En se montrant intransigeante sur les principes, Angela Merkel a acquis le respect de ses concitoyens. Au terme de cinq ans de cheffe de l’opposition, Mme Merkel remporte les élections de 2005 et devient Chancelière, un poste qu’elle occupera, très probablement, jusqu’en 2021.
Le style distinctif d’Angela Merkel a pris forme au fil de sa vie et de son engagement politique. On peut le résumer en cinq mots : courage, rationalité, authenticité, humilité et devoir.
Angela Merkel a fait preuve de courage à plusieurs reprises. Jeune titulaire d’un doctorat en physique, elle est candidate à un poste de professeur assistant dans une université de l’ex-RDA. On lui signifie qu’elle peut obtenir le poste, très convoité, si elle s’engage à dénoncer d’éventuels ‘déviants’ à la police politique (la Stasi). La candidate décline et se contente d’un poste moins prestigieux de chercheure dans un institut. Nous ne reviendrons pas sur sa dénonciation courageuse des pratiques de financement de son propre parti. Mme Merkel a encore fait preuve de courage en assumant l’accueil d’un million de réfugiés contre une bonne partie du peuple Allemand et de ses homologues européens.
La rationalité de Mme Merkel, héritage de sa formation scientifique, a été discutée plus haut et n’appelle pas d’autres commentaires.
Mme Merkel est reconnue comme une personne authentique guidée par des principes, qui fait et assume ce qu’elle dit. Ce trait de personnalité la rend prévisible et inspire confiance dans un pays et une culture qui ont un très haut niveau d’exigence dans ce domaine.
L’humilité de Mme Merkel est manifeste sur deux plans. Elle occupe des bureaux neutres, comme n’importe quel cadre supérieur. Les ministres, les députés et ses collaborateurs disent qu’elle est accessible et conviviale. Contrairement à d’autres ‘leaders’, elle ne brille pas au détriment de son entourage. En dehors du travail, Angela Merkel mène une vie presque normale. On la voit souvent faire ses courses dans le supermarché, flanquée toutefois de ses gardes du corps.

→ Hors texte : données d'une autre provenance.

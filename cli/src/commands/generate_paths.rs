use std::path::PathBuf;

use anyhow::Result;
use clap::Args;
use colored::Colorize;

use model_paths::ModelPathsGenerator;

use crate::output;

#[derive(Args)]
pub struct GeneratePathsArgs {
    #[arg(
        short,
        long,
        help = "Path to the configuration file",
        default_value = "config.ini"
    )]
    pub config: PathBuf,

    #[arg(
        short,
        long,
        help = "Path of the YAML document to write",
        default_value = "extra_model_paths.yaml"
    )]
    pub output: PathBuf,
}

/// Runs the full generation pipeline and the validation pass. Any stage
/// failure bubbles up and the process exits non-zero; that exit code is the
/// contract automation relies on.
pub fn run(args: GeneratePathsArgs) -> Result<()> {
    output::header("ComfyUI Model Paths Generator");

    let mut generator = ModelPathsGenerator::new(&args.config, &args.output);
    let report = generator.generate()?;

    println!("\n{}", "Filesystem configuration:".bold());
    println!("  base path (ComfyUI): {}", report.base_path.cyan());
    println!("  volume mount:        {}", report.volume_mount_location.cyan());
    println!(
        "  custom nodes dir:    {}",
        report.custom_nodes_dir_name.cyan()
    );
    println!(
        "  output dir:          {}",
        report.custom_output_dir_name.cyan()
    );

    println!(
        "\n{} {}",
        "Model categories configured:".bold(),
        report.categories.len()
    );
    for (category, path_count) in &report.categories {
        println!("  {category}: {path_count} path(s)");
    }

    generator.validate()?;

    output::success(&format!(
        "Generated and validated {}",
        report.output_file.display()
    ));
    Ok(())
}
//! # Model-Path Document Generator
//!
//! Reads the deployment configuration and emits the
//! `extra_model_paths.yaml` document ComfyUI uses to locate models, custom
//! nodes, and other assets. Each model category maps to one or more search
//! directories, encoded as a newline-separated block so ComfyUI searches
//! them in order.
//!
//! The pipeline is linear with no resume or retry:
//! load config -> filesystem config -> model paths -> emit -> validate.

mod defaults;
mod generator;

pub use generator::{APP_KEY, FilesystemConfig, GenerateReport, ModelPathsGenerator};
fn get_bool(doc: &ConfigDocument, section: &str, key: &str, default: bool) -> Result<bool, ConfigError> {
    match doc.get(section, key) {
        None => Ok(default),
        Some(value) => parse_bool(value).ok_or_else(|| ConfigError::MalformedValue {
            section: section.to_string(),
            key: key.to_string(),
            value: value.to_string(),
            expected: "boolean (1/yes/true/on or 0/no/false/off)",
        }),
    }
}

/// INI boolean vocabulary, case-insensitive.
fn parse_bool(value: &str) -> Option<bool> {
    match value.trim().to_lowercase().as_str() {
        "1" | "yes" | "true" | "on" => Some(true),
        "0" | "no" | "false" | "off" => Some(false),
        _ => None,
    }
}

#[cfg(test)]
mod tests {
    use super::*;
    use serial_test::serial;
    use std::env;
    use std::io::Write;

    const FULL_CONFIG: &str = "\
[TOKENS]
HF_TOKEN = literal-hf
CIVITAI_API_TOKEN = literal-civitai

[WEB]
host = 0.0.0.0
port = 8188
remote = yes

[FILESYSTEM]
volume_name = my-comfy-models
volume_mount_location = /data
comfyui_dir = /root/comfy/ComfyUI
custom_nodes_dir_name = nodes
custom_output_dir_name = renders

[RESOURCES]
gpu_type = a10g
cpu = 4
memory = 16384
max_containers = 2
scaledown_window = 60
timeout = 1800
max_inputs = 4
";

    fn resolve(input: &str) -> Result<Settings, ConfigError> {
        Settings::resolve(&ConfigDocument::parse(input).unwrap())
    }

    #[test]
    fn test_full_config_resolves() {
        let settings = resolve(FULL_CONFIG).unwrap();
        assert_eq!(settings.web.host, "0.0.0.0");
        assert_eq!(settings.web.port, 8188);
        assert!(settings.web.remote);
        assert_eq!(settings.filesystem.volume_name, "my-comfy-models");
        assert_eq!(settings.filesystem.custom_nodes_dir, "/data/nodes");
        assert_eq!(settings.filesystem.custom_output_dir, "/data/renders");
        assert_eq!(settings.resources.gpu_type, "a10g");
        assert_eq!(settings.resources.cpu.as_deref(), Some("4"));
        assert_eq!(settings.resources.memory.as_deref(), Some("16384"));
        assert_eq!(settings.resources.max_containers, 2);
        assert_eq!(settings.tokens["hf_token"].as_deref(), Some("literal-hf"));
    }

    #[test]
    fn test_defaults_for_absent_optional_keys() {
        let settings = resolve(
            "[TOKENS]\nHF_TOKEN = x\n[WEB]\n[FILESYSTEM]\nvolume_name = v\nvolume_mount_location = /data\ncomfyui_dir = /app\n[RESOURCES]\n",
        )
        .unwrap();
        assert_eq!(settings.web.host, "0.0.0.0");
        assert_eq!(settings.web.port, 8000);
        assert!(settings.web.remote);
        assert_eq!(settings.filesystem.custom_nodes_dir_name, "custom_nodes");
        assert_eq!(settings.filesystem.custom_output_dir_name, "output");
        assert_eq!(settings.filesystem.custom_nodes_dir, "/data/custom_nodes");
        assert_eq!(settings.filesystem.custom_output_dir, "/data/output");
        assert_eq!(settings.resources.gpu_type, "t4");
        assert_eq!(settings.resources.cpu, None);
        assert_eq!(settings.resources.memory, None);
        assert_eq!(settings.resources.max_containers, 1);
        assert_eq!(settings.resources.scaledown_window, 30);
        assert_eq!(settings.resources.timeout, 3200);
        assert_eq!(settings.resources.max_inputs, 10);
    }

    #[test]
    fn test_localhost_override_is_nullified_known_defect() {
        // Documents current behavior: the wildcard correction is computed
        // and then discarded, so `localhost` survives to the final record.
        let settings = resolve(
            "[TOKENS]\nHF_TOKEN = x\n[WEB]\nhost = localhost\n[FILESYSTEM]\nvolume_name = v\nvolume_mount_location = /data\ncomfyui_dir = /app\n",
        )
        .unwrap();
        assert_eq!(settings.web.host, "localhost");
    }

    #[test]
    fn test_malformed_port_is_fatal_and_names_key() {
        let err = resolve(
            "[TOKENS]\nHF_TOKEN = x\n[WEB]\nport = eight\n[FILESYSTEM]\nvolume_name = v\nvolume_mount_location = /data\ncomfyui_dir = /app\n",
        )
        .unwrap_err();
        match err {
            ConfigError::MalformedValue { section, key, value, .. } => {
                assert_eq!(section, "WEB");
                assert_eq!(key, "port");
                assert_eq!(value, "eight");
            }
            other => panic!("expected MalformedValue, got {other:?}"),
        }
    }

    #[test]
    fn test_malformed_bool_is_fatal() {
        let err = resolve(
            "[TOKENS]\nHF_TOKEN = x\n[WEB]\nremote = maybe\n[FILESYSTEM]\nvolume_name = v\nvolume_mount_location = /data\ncomfyui_dir = /app\n",
        )
        .unwrap_err();
        assert!(matches!(err, ConfigError::MalformedValue { .. }));
    }

    #[test]
    fn test_bool_vocabulary() {
        for (raw, expected) in [
            ("1", true),
            ("yes", true),
            ("TRUE", true),
            ("On", true),
            ("0", false),
            ("no", false),
            ("False", false),
            ("OFF", false),
        ] {
            assert_eq!(parse_bool(raw), Some(expected), "input {raw:?}");
        }
        assert_eq!(parse_bool("maybe"), None);
    }

    #[test]
    fn test_missing_required_filesystem_key() {
        let err = resolve(
            "[TOKENS]\nHF_TOKEN = x\n[FILESYSTEM]\nvolume_name = v\ncomfyui_dir = /app\n",
        )
        .unwrap_err();
        match err {
            ConfigError::MissingKey { section, key } => {
                assert_eq!(section, "FILESYSTEM");
                assert_eq!(key, "volume_mount_location");
            }
            other => panic!("expected MissingKey, got {other:?}"),
        }
    }

    #[test]
    fn test_missing_tokens_section_is_fatal() {
        let err = resolve(
            "[FILESYSTEM]\nvolume_name = v\nvolume_mount_location = /data\ncomfyui_dir = /app\n",
        )
        .unwrap_err();
        assert!(matches!(err, ConfigError::MissingSection { .. }));
    }

    #[test]
    fn test_token_keys_lowercased_and_unresolved_kept() {
        let settings = resolve(
            "[TOKENS]\nHF_TOKEN = literal\nCD_SETTINGS_GHOST = .env\n[FILESYSTEM]\nvolume_name = v\nvolume_mount_location = /data\ncomfyui_dir = /app\n",
        )
        .unwrap();
        assert_eq!(settings.tokens["hf_token"].as_deref(), Some("literal"));
        assert_eq!(settings.tokens["cd_settings_ghost"], None);
        assert_eq!(settings.token("hf_token"), Some("literal"));
        assert_eq!(settings.token("cd_settings_ghost"), None);
    }

    #[test]
    #[serial]
    fn test_sentinel_token_resolved_from_env() {
        unsafe {
            env::set_var("CD_SETTINGS_TOKEN", "from-env");
        }
        let settings = resolve(
            "[TOKENS]\nCD_SETTINGS_TOKEN = .env\n[FILESYSTEM]\nvolume_name = v\nvolume_mount_location = /data\ncomfyui_dir = /app\n",
        )
        .unwrap();
        assert_eq!(
            settings.tokens["cd_settings_token"].as_deref(),
            Some("from-env")
        );
        unsafe {
            env::remove_var("CD_SETTINGS_TOKEN");
        }
    }

    #[test]
    fn test_load_missing_config_file() {
        let secrets = tempfile::NamedTempFile::new().unwrap();
        let result = Settings::load(Path::new("/nonexistent/config.ini"), secrets.path());
        assert!(matches!(result, Err(ConfigError::MissingFile { .. })));
    }

    #[test]
    fn test_load_missing_secrets_file() {
        let mut config = tempfile::NamedTempFile::new().unwrap();
        config.write_all(FULL_CONFIG.as_bytes()).unwrap();
        let result = Settings::load(config.path(), Path::new("/nonexistent/.env"));
        assert!(matches!(result, Err(ConfigError::MissingFile { .. })));
    }

    #[test]
    #[serial]
    fn test_load_end_to_end() {
        let mut config = tempfile::NamedTempFile::new().unwrap();
        config
            .write_all(
                "[TOKENS]\nCD_E2E_TOKEN = .env\n[WEB]\nport = 9000\n[FILESYSTEM]\nvolume_name = v\nvolume_mount_location = /data\ncomfyui_dir = /app\n"
                    .as_bytes(),
            )
            .unwrap();
        let mut secrets = tempfile::NamedTempFile::new().unwrap();
        secrets.write_all(b"CD_E2E_TOKEN=secret-value\n").unwrap();
        unsafe {
            env::remove_var("CD_E2E_TOKEN");
        }

        let settings = Settings::load(config.path(), secrets.path()).unwrap();
        assert_eq!(settings.web.port, 9000);
        assert_eq!(
            settings.tokens["cd_e2e_token"].as_deref(),
            Some("secret-value")
        );

        unsafe {
            env::remove_var("CD_E2E_TOKEN");
        }
    }
}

Enfin, Angela Merkel semble imprégnée d’un sentiment du devoir vis-à-vis de son pays. Ayant grandi dans une Allemagne déchirée et dans la partie qui a le plus souffert des circonstances de la deuxième guerre mondiale, Mme Merkel ne donne pas l’impression d’être obsédée par sa propre carrière ou par l’entrée dans l’Histoire. Elle est là d’abord pour servir et non pas pour se servir. Cela fait une grande différence.